ABOUT THIS TASK: A single total is needed, the number of lines of this listing that contain the string "lists".

MATERIAL TO PROCESS:

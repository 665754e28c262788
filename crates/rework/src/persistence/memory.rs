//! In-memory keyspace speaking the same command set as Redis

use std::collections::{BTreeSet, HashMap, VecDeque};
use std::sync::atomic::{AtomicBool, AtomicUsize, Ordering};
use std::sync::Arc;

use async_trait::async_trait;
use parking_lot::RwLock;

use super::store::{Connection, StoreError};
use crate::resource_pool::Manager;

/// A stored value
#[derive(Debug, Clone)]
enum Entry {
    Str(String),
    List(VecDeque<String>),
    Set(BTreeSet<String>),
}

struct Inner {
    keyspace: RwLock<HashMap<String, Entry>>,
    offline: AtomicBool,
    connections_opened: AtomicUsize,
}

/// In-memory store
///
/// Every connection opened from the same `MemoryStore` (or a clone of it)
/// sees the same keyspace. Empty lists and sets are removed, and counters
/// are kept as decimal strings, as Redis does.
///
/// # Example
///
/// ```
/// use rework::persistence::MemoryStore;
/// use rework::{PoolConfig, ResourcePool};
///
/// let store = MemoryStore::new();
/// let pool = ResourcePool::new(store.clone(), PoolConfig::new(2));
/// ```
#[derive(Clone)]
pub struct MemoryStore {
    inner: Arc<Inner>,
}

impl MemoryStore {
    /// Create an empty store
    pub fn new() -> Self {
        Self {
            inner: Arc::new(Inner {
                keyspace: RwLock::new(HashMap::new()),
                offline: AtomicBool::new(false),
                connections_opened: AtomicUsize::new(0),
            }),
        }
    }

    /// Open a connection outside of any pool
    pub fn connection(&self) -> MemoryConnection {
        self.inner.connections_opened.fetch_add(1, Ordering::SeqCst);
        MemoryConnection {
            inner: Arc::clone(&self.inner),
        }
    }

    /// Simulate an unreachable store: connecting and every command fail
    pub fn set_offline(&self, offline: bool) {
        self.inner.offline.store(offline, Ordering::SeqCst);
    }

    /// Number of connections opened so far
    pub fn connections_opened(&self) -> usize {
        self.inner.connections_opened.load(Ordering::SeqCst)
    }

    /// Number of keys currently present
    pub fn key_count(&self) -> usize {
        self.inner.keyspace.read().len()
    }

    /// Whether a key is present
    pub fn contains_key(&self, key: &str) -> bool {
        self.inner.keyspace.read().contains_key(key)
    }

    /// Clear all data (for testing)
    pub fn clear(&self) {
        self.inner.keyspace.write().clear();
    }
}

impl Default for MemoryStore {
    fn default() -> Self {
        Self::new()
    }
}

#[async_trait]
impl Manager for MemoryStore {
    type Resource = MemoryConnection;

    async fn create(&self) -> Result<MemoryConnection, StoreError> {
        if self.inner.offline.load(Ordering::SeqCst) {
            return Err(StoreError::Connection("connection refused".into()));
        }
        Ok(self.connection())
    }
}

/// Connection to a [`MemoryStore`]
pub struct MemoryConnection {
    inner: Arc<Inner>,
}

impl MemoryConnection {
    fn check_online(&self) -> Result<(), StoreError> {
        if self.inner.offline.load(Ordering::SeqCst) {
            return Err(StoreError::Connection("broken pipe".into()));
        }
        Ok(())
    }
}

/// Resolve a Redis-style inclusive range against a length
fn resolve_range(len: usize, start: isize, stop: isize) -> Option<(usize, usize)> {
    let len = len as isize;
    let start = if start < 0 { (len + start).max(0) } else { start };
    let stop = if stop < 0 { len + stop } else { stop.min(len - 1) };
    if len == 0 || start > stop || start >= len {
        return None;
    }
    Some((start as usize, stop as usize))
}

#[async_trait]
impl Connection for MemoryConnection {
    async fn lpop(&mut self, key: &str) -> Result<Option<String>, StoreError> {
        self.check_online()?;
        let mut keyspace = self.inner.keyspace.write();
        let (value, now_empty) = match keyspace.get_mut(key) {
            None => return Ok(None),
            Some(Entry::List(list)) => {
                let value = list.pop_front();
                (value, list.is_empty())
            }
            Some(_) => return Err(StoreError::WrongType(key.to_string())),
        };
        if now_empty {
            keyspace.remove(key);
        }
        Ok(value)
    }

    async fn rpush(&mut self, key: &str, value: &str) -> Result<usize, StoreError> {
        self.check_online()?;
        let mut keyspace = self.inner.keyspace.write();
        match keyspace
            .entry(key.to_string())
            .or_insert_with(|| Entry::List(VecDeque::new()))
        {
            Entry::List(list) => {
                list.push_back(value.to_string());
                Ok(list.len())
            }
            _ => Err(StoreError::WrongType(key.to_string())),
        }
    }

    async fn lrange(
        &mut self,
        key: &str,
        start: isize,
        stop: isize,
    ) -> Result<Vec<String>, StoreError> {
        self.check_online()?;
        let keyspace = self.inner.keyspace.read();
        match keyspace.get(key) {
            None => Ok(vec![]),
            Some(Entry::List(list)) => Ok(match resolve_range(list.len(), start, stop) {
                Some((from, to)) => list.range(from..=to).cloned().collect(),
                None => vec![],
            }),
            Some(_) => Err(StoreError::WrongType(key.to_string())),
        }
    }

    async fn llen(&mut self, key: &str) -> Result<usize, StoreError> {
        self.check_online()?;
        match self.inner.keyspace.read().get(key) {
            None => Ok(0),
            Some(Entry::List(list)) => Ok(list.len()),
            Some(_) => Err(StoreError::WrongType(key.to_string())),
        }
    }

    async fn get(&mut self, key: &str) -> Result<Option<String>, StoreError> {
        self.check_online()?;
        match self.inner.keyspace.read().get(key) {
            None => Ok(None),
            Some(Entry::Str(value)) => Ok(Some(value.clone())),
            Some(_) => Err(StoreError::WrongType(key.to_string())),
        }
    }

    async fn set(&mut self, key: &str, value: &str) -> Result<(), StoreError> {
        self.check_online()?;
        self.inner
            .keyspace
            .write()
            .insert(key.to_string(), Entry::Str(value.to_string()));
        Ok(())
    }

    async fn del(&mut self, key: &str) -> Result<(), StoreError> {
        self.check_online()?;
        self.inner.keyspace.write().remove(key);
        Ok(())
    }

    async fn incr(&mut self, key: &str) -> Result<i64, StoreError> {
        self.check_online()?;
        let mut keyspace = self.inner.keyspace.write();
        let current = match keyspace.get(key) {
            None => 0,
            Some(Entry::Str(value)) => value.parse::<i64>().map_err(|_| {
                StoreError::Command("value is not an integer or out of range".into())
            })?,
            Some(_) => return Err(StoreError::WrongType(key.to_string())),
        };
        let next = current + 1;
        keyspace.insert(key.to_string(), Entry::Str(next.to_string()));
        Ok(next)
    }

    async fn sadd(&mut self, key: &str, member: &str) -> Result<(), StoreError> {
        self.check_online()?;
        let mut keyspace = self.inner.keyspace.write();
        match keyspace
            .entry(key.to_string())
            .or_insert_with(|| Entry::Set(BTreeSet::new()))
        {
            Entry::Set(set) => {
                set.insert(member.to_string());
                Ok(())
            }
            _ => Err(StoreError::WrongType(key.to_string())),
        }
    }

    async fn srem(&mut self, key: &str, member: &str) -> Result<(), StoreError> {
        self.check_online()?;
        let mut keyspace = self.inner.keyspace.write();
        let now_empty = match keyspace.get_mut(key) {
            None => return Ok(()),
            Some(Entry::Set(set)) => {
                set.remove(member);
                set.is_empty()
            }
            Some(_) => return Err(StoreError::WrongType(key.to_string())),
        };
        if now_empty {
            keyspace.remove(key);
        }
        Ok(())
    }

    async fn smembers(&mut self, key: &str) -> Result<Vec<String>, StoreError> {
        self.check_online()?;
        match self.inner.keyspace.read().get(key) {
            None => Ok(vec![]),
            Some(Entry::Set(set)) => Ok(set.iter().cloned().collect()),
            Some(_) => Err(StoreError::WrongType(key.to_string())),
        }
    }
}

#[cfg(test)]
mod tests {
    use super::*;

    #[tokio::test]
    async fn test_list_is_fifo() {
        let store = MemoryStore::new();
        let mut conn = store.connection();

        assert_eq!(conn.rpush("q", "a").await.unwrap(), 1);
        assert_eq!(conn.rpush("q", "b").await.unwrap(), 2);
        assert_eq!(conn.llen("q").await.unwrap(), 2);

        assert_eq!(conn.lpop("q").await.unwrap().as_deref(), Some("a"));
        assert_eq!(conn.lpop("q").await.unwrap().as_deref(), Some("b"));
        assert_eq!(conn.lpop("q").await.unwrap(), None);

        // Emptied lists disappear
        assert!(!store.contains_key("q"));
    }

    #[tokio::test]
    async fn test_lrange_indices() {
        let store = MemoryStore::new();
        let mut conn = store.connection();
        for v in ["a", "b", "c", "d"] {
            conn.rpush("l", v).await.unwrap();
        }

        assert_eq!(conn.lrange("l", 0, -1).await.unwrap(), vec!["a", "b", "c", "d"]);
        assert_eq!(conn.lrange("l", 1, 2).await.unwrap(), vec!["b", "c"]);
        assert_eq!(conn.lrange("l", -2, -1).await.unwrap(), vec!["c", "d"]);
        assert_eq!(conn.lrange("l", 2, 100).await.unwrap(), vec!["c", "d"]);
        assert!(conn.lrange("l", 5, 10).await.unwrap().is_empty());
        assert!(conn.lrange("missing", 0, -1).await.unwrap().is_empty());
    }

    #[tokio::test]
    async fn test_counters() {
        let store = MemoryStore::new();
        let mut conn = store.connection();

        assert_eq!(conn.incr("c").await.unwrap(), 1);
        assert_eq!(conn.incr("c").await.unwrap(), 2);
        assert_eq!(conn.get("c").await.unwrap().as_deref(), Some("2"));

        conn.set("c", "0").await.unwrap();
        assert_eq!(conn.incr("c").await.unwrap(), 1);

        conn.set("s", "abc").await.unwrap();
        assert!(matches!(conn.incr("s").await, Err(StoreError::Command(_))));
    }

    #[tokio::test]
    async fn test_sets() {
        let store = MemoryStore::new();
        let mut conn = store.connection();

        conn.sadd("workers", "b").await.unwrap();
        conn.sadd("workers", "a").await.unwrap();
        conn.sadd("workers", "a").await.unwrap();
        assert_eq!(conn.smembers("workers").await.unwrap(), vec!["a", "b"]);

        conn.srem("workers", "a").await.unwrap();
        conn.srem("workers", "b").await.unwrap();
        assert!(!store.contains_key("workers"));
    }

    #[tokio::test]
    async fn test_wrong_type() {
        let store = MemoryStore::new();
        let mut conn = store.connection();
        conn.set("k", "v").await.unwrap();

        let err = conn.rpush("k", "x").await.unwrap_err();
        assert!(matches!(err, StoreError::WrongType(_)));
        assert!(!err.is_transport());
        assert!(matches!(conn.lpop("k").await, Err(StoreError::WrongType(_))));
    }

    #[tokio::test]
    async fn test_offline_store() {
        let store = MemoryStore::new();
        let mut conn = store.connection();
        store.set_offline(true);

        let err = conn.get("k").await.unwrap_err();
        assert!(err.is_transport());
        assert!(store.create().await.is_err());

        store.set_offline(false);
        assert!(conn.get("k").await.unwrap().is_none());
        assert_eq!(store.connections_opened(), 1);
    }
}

SOLUTION TO THE EXERCISE: 2